Cognitive Behavioral Therapy (CBT) is highly effective for addressing depression due to its focus on identifying and altering negative thought patterns and behaviors. For example, in a typical CBT session, a client might discuss a recent situation where they felt overwhelmed, such as a stressful work meeting. The therapist helps the client recognize negative thoughts about their performance, such as “I’m terrible at this job” or “I always mess up.”
Together, they challenge these distorted thoughts by examining evidence and considering alternative, more balanced perspectives, like “I made some mistakes, but I handled the meeting well overall.” The session may also include developing a plan for managing similar situations in the future, setting realistic goals, and engaging in activities that boost mood and motivation. This evidence-based approach not only improves mood but also equips individuals with practical skills to manage stress and prevent relapse.
Art therapy (AT) has garnered significant attention and demonstrated equally positive outcomes through various mechanisms.
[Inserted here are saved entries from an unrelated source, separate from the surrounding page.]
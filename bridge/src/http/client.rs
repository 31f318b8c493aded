//! Authenticated cloud API client
//!
//! Every call carries the primary session cookies; mutating calls also carry the
//! CSRF token. Failures never surface as errors: a transport failure or a 401
//! yields `None`, an undecodable body yields `Some(Value::Null)`. A call that
//! looks like an expired token (403, `status: error`, or an unreadable body) is
//! repeated once with a freshly scraped token, unless the cloud called it a bad
//! request.

use std::sync::Arc;

use http::{Method, StatusCode};
use serde::de::DeserializeOwned;
use serde_json::Value;
use tracing::{debug, error, warn};

use crate::authn::session_mngr::{SessionManager, SessionManagerExt};
use crate::http::endpoints::CloudEndpoints;
use crate::http::transport::{HttpRequest, HttpTransport};

/// First attempt plus one retry
const MAX_ATTEMPTS: usize = 2;

/// Cloud API client
pub struct QuasarClient {
    transport: Arc<dyn HttpTransport>,
    session_mngr: Arc<SessionManager>,
    endpoints: CloudEndpoints,
}

impl QuasarClient {
    /// Create a new API client
    pub fn new(
        transport: Arc<dyn HttpTransport>,
        session_mngr: Arc<SessionManager>,
        endpoints: CloudEndpoints,
    ) -> Self {
        Self {
            transport,
            session_mngr,
            endpoints,
        }
    }

    pub fn endpoints(&self) -> &CloudEndpoints {
        &self.endpoints
    }

    pub fn session_mngr(&self) -> &Arc<SessionManager> {
        &self.session_mngr
    }

    pub fn transport(&self) -> &Arc<dyn HttpTransport> {
        &self.transport
    }

    /// GET and return the raw payload
    pub async fn get(&self, url: &str) -> Option<Value> {
        self.request(Method::GET, url, None).await
    }

    /// GET and decode into `T`; `None` when absent or shaped differently
    pub async fn get_as<T: DeserializeOwned>(&self, url: &str) -> Option<T> {
        let payload = self.get(url).await?;
        decode_payload(url, payload)
    }

    /// Issue a request with the retry-once policy
    pub async fn request(&self, method: Method, url: &str, body: Option<&Value>) -> Option<Value> {
        for attempt in 0..MAX_ATTEMPTS {
            let mut request = HttpRequest::new(method.clone(), url)
                .cookies(self.session_mngr.cookies().await);

            let csrf_token = if method != Method::GET {
                let token = self.session_mngr.csrf_token().await;
                if token.is_none() {
                    warn!("Sending {} {} without a CSRF token", method, url);
                }
                request = request
                    .header("Content-Type", "application/json")
                    .header("x-csrf-token", token.as_deref().unwrap_or_default())
                    .json(body.cloned().unwrap_or_else(|| Value::Object(Default::default())));
                token
            } else {
                None
            };

            let response = match self.transport.send(request).await {
                Ok(response) => response,
                Err(e) => {
                    error!("Request error: {} {}: {}", method, url, e);
                    return None;
                }
            };

            if response.status == StatusCode::UNAUTHORIZED {
                error!("Unauthorized access: {} {}", method, url);
                return None;
            }

            let payload = serde_json::from_str::<Value>(&response.body).unwrap_or_else(|e| {
                debug!("Non-JSON response from {} ({}): {}", url, response.status, e);
                Value::Null
            });

            let is_last_attempt = attempt + 1 == MAX_ATTEMPTS;
            if is_last_attempt || !should_retry(response.status, &payload) {
                return Some(payload);
            }

            debug!("REPEATING: {} {} (status {})", method, url, response.status);
            if let Some(token) = csrf_token {
                self.session_mngr.invalidate_csrf_token(&token).await;
            }
        }

        None
    }
}

/// Whether a first-attempt response looks like an expired session
pub fn should_retry(status: StatusCode, payload: &Value) -> bool {
    if payload.get("code").and_then(Value::as_str) == Some("BAD_REQUEST") {
        return false;
    }
    payload.is_null()
        || status == StatusCode::FORBIDDEN
        || payload.get("status").and_then(Value::as_str) == Some("error")
}

/// Whether a payload reports `status: ok`
pub fn is_ok(payload: Option<&Value>) -> bool {
    payload
        .and_then(|p| p.get("status"))
        .and_then(Value::as_str)
        == Some("ok")
}

/// Decode a payload into a response struct, logging shape mismatches
pub fn decode_payload<T: DeserializeOwned>(url: &str, payload: Value) -> Option<T> {
    if !payload.is_object() {
        debug!("Response from {} is not an object", url);
        return None;
    }
    match serde_json::from_value(payload) {
        Ok(value) => Some(value),
        Err(e) => {
            warn!("Unexpected response shape from {}: {}", url, e);
            None
        }
    }
}
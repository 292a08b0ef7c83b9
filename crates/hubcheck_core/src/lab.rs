//! Deterministic in-process hub.
//!
//! `LabHub` keeps the registration tables and the timer queue of a cooperative scheduler without running any
//! I/O. Timers fire in deadline order whenever the running logical thread reaches a suspension point
//! ([`Hub::yield_once`] or [`Hub::sleep`]). A fired timeout is queued and handed to that thread as an
//! [`Expired`] error.
//!
//! Time is either the real monotonic clock or a virtual clock that `sleep` advances instantly.

use std::cell::{Cell, RefCell};
use std::collections::{BTreeMap, VecDeque};
use std::thread;
use std::time::{Duration, Instant};

use tracing::debug;

use crate::hub::{Expired, Hub, Interest, Listener, ListenerId, TimerId};

const MAIN_THREAD: &str = "main";

enum LabClock {
    Monotonic(Instant),
    Virtual(Cell<Duration>),
}

impl LabClock {
    fn now(&self) -> Duration {
        match self {
            LabClock::Monotonic(start) => start.elapsed(),
            LabClock::Virtual(now) => now.get(),
        }
    }

    fn advance_to(&self, target: Duration) {
        match self {
            LabClock::Monotonic(start) => {
                let now = start.elapsed();
                if target > now {
                    thread::sleep(target - now);
                }
            }
            LabClock::Virtual(now) => {
                if target > now.get() {
                    now.set(target);
                }
            }
        }
    }
}

enum TimerKind {
    Timeout,
    Wakeup,
}

struct PendingTimer {
    deadline: Duration,
    after: Duration,
    kind: TimerKind,
}

#[derive(Default)]
struct LabState {
    next_id: u64,
    listeners: BTreeMap<ListenerId, Listener>,
    timers: BTreeMap<TimerId, PendingTimer>,
    expired: VecDeque<Expired>,
}

impl LabState {
    fn next_id(&mut self) -> u64 {
        self.next_id += 1;
        self.next_id
    }
}

/// Single-threaded reference hub.
pub struct LabHub {
    clock: LabClock,
    current: RefCell<String>,
    state: RefCell<LabState>,
}

impl Default for LabHub {
    fn default() -> Self {
        Self::new()
    }
}

impl LabHub {
    /// Hub driven by the real monotonic clock.
    pub fn new() -> Self {
        Self::with_clock(LabClock::Monotonic(Instant::now()))
    }

    /// Hub driven by a virtual clock; `sleep` advances it without blocking.
    pub fn with_virtual_clock() -> Self {
        Self::with_clock(LabClock::Virtual(Cell::new(Duration::ZERO)))
    }

    fn with_clock(clock: LabClock) -> Self {
        Self {
            clock,
            current: RefCell::new(MAIN_THREAD.to_string()),
            state: RefCell::new(LabState::default()),
        }
    }

    /// Time elapsed on the hub clock since creation.
    pub fn now(&self) -> Duration {
        self.clock.now()
    }

    /// Name of the logical thread currently running.
    pub fn current_thread(&self) -> String {
        self.current.borrow().clone()
    }

    /// Switch the running logical thread. New registrations are owned by it.
    pub fn set_current_thread(&self, name: impl Into<String>) {
        *self.current.borrow_mut() = name.into();
    }

    pub fn add_reader(&self, fileno: i32, callback: Option<&str>) -> ListenerId {
        self.add_listener(Interest::Read, fileno, callback)
    }

    pub fn add_writer(&self, fileno: i32, callback: Option<&str>) -> ListenerId {
        self.add_listener(Interest::Write, fileno, callback)
    }

    fn add_listener(&self, interest: Interest, fileno: i32, callback: Option<&str>) -> ListenerId {
        let owner = self.current_thread();
        let mut state = self.state.borrow_mut();
        let id = ListenerId(state.next_id());
        debug!(%id, fileno, %interest, owner = %owner, "listener registered");
        state.listeners.insert(
            id,
            Listener {
                id,
                interest,
                fileno,
                owner,
                callback: callback.map(str::to_string),
            },
        );
        id
    }

    /// Remove a reader or writer. Returns `false` if it was not registered.
    pub fn remove_listener(&self, id: ListenerId) -> bool {
        self.state.borrow_mut().listeners.remove(&id).is_some()
    }

    /// Schedule a plain wake-up timer (counts as a pending timer, delivers nothing).
    pub fn schedule_wakeup(&self, after: Duration) -> TimerId {
        self.schedule(after, TimerKind::Wakeup)
    }

    fn schedule(&self, after: Duration, kind: TimerKind) -> TimerId {
        let deadline = self.clock.now() + after;
        let mut state = self.state.borrow_mut();
        let id = TimerId(state.next_id());
        state.timers.insert(id, PendingTimer { deadline, after, kind });
        id
    }

    fn next_deadline(&self) -> Option<Duration> {
        self.state.borrow().timers.values().map(|t| t.deadline).min()
    }

    /// Fire every timer whose deadline has passed, earliest first.
    fn fire_due(&self) {
        let now = self.clock.now();
        let mut state = self.state.borrow_mut();
        let mut due: Vec<(Duration, TimerId)> = state
            .timers
            .iter()
            .filter(|(_, t)| t.deadline <= now)
            .map(|(id, t)| (t.deadline, *id))
            .collect();
        due.sort();

        for (_, id) in due {
            let Some(timer) = state.timers.remove(&id) else {
                continue;
            };
            debug!(timer = %id, "timer fired");
            if let TimerKind::Timeout = timer.kind {
                state.expired.push_back(Expired {
                    timer: id,
                    after: timer.after,
                });
            }
        }
    }

    fn deliver(&self) -> Result<(), Expired> {
        match self.state.borrow_mut().expired.pop_front() {
            Some(expired) => Err(expired),
            None => Ok(()),
        }
    }
}

impl Hub for LabHub {
    fn name(&self) -> &str {
        "lab"
    }

    fn readers(&self) -> Vec<Listener> {
        self.state
            .borrow()
            .listeners
            .values()
            .filter(|l| l.interest == Interest::Read)
            .cloned()
            .collect()
    }

    fn writers(&self) -> Vec<Listener> {
        self.state
            .borrow()
            .listeners
            .values()
            .filter(|l| l.interest == Interest::Write)
            .cloned()
            .collect()
    }

    fn timers_count(&self) -> usize {
        self.state.borrow().timers.len()
    }

    fn schedule_timeout(&self, after: Duration) -> TimerId {
        let id = self.schedule(after, TimerKind::Timeout);
        debug!(timer = %id, ?after, "timeout scheduled");
        id
    }

    fn cancel_timer(&self, timer: TimerId) -> bool {
        let mut state = self.state.borrow_mut();
        // A fired timeout that has not been delivered yet must not surface after cancel.
        state.expired.retain(|e| e.timer != timer);
        let removed = state.timers.remove(&timer).is_some();
        debug!(%timer, removed, "timer canceled");
        removed
    }

    fn yield_once(&self) -> Result<(), Expired> {
        self.fire_due();
        self.deliver()
    }

    fn sleep(&self, duration: Duration) -> Result<(), Expired> {
        let target = self.clock.now() + duration;
        loop {
            self.fire_due();
            self.deliver()?;
            match self.next_deadline().filter(|deadline| *deadline < target) {
                Some(deadline) => self.clock.advance_to(deadline),
                None => {
                    self.clock.advance_to(target);
                    self.fire_due();
                    return self.deliver();
                }
            }
        }
    }
}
Research highlights eight therapeutic factors that contribute to its efficacy in treating depression: self-exploration, self-expression, communication, understanding and explanation, symbolic integration, creativity, and sensory stimulation. Given that individuals with depression often struggle with negative self-talk, art therapy provides a unique avenue for them to engage with their inner thoughts and emotions.
By utilizing colors, symbols, and physical movement, along with verbalizing their experiences at the session’s end, clients can achieve a profound connection with their feelings and their therapist, fostering deeper self-awareness and emotional healing.
It is also known that individuals who are struggling with depressive mood and negative thoughts, often find it difficult to articulate their emotions and thoughts verbally. Art therapy provides an outlet, where they can first attempt to express their emotions and thoughts creatively. Then, following a conversation about their creation, initiate a conversation that is going to be healing and help them process the emotions.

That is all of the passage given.